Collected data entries

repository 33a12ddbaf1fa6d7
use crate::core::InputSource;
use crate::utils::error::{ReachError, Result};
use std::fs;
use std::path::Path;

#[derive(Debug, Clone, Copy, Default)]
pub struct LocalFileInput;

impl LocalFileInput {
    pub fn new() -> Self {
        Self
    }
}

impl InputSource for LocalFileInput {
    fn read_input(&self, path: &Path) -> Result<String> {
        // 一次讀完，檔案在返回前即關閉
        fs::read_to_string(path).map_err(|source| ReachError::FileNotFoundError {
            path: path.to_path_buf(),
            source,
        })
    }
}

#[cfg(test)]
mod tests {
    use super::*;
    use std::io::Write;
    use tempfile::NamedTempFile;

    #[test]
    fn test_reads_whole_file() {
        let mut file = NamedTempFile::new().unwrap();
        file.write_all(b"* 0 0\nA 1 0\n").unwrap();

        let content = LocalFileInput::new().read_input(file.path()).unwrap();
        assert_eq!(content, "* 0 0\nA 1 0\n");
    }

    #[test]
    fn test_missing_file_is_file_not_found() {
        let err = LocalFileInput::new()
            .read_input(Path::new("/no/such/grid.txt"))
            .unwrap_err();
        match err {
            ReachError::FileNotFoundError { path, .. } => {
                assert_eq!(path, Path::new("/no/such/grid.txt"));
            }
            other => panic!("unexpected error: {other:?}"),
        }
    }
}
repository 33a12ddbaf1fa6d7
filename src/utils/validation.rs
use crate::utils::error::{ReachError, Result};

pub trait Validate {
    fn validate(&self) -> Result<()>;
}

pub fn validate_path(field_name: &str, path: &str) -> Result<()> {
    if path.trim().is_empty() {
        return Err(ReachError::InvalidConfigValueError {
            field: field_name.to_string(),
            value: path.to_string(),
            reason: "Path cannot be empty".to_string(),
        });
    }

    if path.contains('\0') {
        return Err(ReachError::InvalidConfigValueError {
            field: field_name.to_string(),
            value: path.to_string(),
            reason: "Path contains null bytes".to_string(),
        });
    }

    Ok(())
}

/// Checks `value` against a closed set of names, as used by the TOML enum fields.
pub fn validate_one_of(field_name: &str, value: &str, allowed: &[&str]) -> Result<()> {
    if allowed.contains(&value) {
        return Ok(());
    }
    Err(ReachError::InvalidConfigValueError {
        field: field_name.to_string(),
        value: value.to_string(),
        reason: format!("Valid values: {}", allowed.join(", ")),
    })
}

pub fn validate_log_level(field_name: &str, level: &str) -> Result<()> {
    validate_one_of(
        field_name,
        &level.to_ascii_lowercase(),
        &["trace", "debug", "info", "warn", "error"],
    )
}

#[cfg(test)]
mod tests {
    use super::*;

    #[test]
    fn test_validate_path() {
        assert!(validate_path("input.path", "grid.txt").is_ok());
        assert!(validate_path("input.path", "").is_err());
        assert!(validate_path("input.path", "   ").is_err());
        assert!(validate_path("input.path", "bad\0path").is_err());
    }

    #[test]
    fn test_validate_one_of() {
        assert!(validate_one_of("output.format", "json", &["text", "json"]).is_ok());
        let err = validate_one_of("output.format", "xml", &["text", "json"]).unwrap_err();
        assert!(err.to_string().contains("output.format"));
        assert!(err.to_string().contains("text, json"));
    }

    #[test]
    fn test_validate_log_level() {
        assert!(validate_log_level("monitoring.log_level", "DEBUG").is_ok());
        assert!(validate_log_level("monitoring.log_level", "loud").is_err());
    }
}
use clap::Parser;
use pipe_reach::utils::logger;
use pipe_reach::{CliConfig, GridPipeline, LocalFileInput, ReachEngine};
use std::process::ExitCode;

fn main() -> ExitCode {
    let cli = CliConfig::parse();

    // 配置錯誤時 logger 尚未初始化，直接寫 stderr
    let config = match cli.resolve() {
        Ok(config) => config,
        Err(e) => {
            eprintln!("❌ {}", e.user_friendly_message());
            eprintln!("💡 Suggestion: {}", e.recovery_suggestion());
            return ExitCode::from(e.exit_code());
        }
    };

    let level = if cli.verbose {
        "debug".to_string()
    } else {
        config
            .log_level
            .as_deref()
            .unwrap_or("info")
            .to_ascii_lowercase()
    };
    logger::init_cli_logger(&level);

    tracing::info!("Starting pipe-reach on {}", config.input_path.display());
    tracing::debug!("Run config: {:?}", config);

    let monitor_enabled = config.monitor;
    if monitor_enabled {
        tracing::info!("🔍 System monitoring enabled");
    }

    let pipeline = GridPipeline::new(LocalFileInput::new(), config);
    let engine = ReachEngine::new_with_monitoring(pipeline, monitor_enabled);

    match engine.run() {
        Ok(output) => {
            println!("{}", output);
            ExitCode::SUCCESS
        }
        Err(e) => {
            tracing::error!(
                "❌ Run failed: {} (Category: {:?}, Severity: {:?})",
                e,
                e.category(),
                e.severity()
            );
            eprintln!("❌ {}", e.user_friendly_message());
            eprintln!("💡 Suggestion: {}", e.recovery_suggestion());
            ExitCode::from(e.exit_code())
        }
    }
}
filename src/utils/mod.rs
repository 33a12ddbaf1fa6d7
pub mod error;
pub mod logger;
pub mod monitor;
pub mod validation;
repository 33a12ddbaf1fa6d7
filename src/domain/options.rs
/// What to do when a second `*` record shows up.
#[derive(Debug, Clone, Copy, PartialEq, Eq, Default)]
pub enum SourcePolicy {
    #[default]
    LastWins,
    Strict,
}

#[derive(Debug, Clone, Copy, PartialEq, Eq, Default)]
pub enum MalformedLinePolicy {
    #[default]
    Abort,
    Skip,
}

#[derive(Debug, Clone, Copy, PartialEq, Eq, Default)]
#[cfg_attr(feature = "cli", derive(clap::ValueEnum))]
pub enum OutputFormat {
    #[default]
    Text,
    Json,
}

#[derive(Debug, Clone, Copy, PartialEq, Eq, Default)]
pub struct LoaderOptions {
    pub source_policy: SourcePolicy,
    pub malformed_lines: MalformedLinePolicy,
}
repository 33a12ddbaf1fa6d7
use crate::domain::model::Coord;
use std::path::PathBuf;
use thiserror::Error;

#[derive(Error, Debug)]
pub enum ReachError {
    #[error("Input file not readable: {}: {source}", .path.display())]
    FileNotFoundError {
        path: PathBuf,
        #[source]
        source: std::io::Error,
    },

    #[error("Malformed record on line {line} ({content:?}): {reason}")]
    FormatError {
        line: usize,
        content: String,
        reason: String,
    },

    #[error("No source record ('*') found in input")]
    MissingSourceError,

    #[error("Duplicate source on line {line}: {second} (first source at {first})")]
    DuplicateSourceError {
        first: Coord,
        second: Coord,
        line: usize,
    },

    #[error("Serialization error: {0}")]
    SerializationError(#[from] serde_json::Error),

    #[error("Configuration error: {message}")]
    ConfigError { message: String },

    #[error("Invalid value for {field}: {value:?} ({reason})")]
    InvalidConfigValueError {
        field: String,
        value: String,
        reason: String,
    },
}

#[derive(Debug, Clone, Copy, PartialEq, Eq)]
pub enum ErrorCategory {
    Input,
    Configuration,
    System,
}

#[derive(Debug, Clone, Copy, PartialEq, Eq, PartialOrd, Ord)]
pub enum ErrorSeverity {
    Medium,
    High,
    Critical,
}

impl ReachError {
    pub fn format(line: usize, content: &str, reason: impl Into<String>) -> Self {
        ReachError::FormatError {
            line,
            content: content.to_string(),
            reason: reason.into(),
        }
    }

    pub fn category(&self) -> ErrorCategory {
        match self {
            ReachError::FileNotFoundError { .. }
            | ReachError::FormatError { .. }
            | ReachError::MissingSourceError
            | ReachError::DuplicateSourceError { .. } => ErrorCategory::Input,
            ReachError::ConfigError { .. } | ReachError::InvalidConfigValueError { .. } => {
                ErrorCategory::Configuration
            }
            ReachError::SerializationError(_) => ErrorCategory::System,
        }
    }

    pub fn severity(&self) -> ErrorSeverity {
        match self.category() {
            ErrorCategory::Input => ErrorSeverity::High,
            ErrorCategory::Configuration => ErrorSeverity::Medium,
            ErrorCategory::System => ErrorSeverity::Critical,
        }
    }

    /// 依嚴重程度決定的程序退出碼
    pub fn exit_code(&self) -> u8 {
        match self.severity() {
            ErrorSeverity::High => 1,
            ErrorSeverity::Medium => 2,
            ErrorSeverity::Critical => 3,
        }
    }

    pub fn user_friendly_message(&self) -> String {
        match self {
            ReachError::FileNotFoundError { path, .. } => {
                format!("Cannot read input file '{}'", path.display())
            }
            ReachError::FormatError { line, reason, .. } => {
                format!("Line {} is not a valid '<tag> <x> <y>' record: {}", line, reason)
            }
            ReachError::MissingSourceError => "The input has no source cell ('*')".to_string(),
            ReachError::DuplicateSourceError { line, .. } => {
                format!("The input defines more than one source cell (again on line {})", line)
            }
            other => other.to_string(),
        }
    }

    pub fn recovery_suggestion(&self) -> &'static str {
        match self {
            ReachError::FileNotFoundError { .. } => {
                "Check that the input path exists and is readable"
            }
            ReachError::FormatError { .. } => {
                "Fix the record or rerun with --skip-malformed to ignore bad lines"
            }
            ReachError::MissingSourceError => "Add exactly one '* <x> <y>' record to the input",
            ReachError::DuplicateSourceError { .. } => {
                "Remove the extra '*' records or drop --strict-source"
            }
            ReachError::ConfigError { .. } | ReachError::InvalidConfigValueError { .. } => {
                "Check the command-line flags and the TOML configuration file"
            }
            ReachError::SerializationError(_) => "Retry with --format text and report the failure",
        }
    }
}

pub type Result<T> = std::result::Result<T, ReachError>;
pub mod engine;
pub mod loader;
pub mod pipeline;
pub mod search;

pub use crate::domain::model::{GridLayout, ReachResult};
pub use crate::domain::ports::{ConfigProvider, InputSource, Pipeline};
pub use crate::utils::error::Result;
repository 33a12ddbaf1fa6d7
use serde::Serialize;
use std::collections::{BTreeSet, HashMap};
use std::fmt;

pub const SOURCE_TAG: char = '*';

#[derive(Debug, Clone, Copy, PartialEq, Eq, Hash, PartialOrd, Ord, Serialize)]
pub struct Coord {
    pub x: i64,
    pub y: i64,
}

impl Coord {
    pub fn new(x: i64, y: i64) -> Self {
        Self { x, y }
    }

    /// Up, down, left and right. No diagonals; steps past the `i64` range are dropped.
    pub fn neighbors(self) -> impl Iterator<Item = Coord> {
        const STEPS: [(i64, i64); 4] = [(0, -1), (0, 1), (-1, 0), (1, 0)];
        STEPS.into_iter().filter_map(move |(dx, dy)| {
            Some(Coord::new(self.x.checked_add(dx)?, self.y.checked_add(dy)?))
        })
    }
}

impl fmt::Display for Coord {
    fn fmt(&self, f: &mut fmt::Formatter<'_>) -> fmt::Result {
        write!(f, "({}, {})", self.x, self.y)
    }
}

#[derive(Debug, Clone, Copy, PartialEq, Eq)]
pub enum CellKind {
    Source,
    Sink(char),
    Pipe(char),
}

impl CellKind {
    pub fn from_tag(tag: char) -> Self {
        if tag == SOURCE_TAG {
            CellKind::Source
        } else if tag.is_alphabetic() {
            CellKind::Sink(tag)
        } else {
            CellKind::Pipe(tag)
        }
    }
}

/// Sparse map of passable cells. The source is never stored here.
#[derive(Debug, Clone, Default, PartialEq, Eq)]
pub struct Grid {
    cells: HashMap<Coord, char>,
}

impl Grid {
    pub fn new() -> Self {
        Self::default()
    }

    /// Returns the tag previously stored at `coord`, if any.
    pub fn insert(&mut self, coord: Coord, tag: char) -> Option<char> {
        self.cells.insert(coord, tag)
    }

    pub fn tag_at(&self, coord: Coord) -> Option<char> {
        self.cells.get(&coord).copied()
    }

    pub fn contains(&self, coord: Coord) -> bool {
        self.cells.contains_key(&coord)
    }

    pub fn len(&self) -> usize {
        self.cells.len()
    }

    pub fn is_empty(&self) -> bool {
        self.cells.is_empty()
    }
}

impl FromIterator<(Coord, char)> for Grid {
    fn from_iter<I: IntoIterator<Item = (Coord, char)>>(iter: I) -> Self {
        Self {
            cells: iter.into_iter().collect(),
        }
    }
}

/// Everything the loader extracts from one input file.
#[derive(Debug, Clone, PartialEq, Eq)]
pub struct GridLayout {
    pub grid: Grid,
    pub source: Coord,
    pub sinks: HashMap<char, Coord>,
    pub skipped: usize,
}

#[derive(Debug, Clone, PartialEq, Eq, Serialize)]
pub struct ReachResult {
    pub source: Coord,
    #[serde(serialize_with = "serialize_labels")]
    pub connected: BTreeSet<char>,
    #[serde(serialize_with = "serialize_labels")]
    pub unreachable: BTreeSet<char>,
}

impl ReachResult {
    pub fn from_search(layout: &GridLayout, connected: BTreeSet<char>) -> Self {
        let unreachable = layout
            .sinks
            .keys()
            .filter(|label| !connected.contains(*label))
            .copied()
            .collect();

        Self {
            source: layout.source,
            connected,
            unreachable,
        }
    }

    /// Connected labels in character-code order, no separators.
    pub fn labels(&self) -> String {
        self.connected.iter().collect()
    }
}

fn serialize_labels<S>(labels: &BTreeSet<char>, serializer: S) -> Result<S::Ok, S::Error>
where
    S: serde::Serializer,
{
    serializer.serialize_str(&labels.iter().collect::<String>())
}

* _WORK TASK_
From the line holding "pub mod validation;" to the line holding "source record ('*')", inclusive, restate each line above exactly as written.

* _SOLUTION TO THIS EXERCISE_
pub mod validation;
repository 33a12ddbaf1fa6d7
filename src/domain/options.rs
/// What to do when a second `*` record shows up.
#[derive(Debug, Clone, Copy, PartialEq, Eq, Default)]
pub enum SourcePolicy {
    #[default]
    LastWins,
    Strict,
}

#[derive(Debug, Clone, Copy, PartialEq, Eq, Default)]
pub enum MalformedLinePolicy {
    #[default]
    Abort,
    Skip,
}

#[derive(Debug, Clone, Copy, PartialEq, Eq, Default)]
#[cfg_attr(feature = "cli", derive(clap::ValueEnum))]
pub enum OutputFormat {
    #[default]
    Text,
    Json,
}

#[derive(Debug, Clone, Copy, PartialEq, Eq, Default)]
pub struct LoaderOptions {
    pub source_policy: SourcePolicy,
    pub malformed_lines: MalformedLinePolicy,
}
repository 33a12ddbaf1fa6d7
use crate::domain::model::Coord;
use std::path::PathBuf;
use thiserror::Error;

#[derive(Error, Debug)]
pub enum ReachError {
    #[error("Input file not readable: {}: {source}", .path.display())]
    FileNotFoundError {
        path: PathBuf,
        #[source]
        source: std::io::Error,
    },

    #[error("Malformed record on line {line} ({content:?}): {reason}")]
    FormatError {
        line: usize,
        content: String,
        reason: String,
    },

    #[error("No source record ('*') found in input")]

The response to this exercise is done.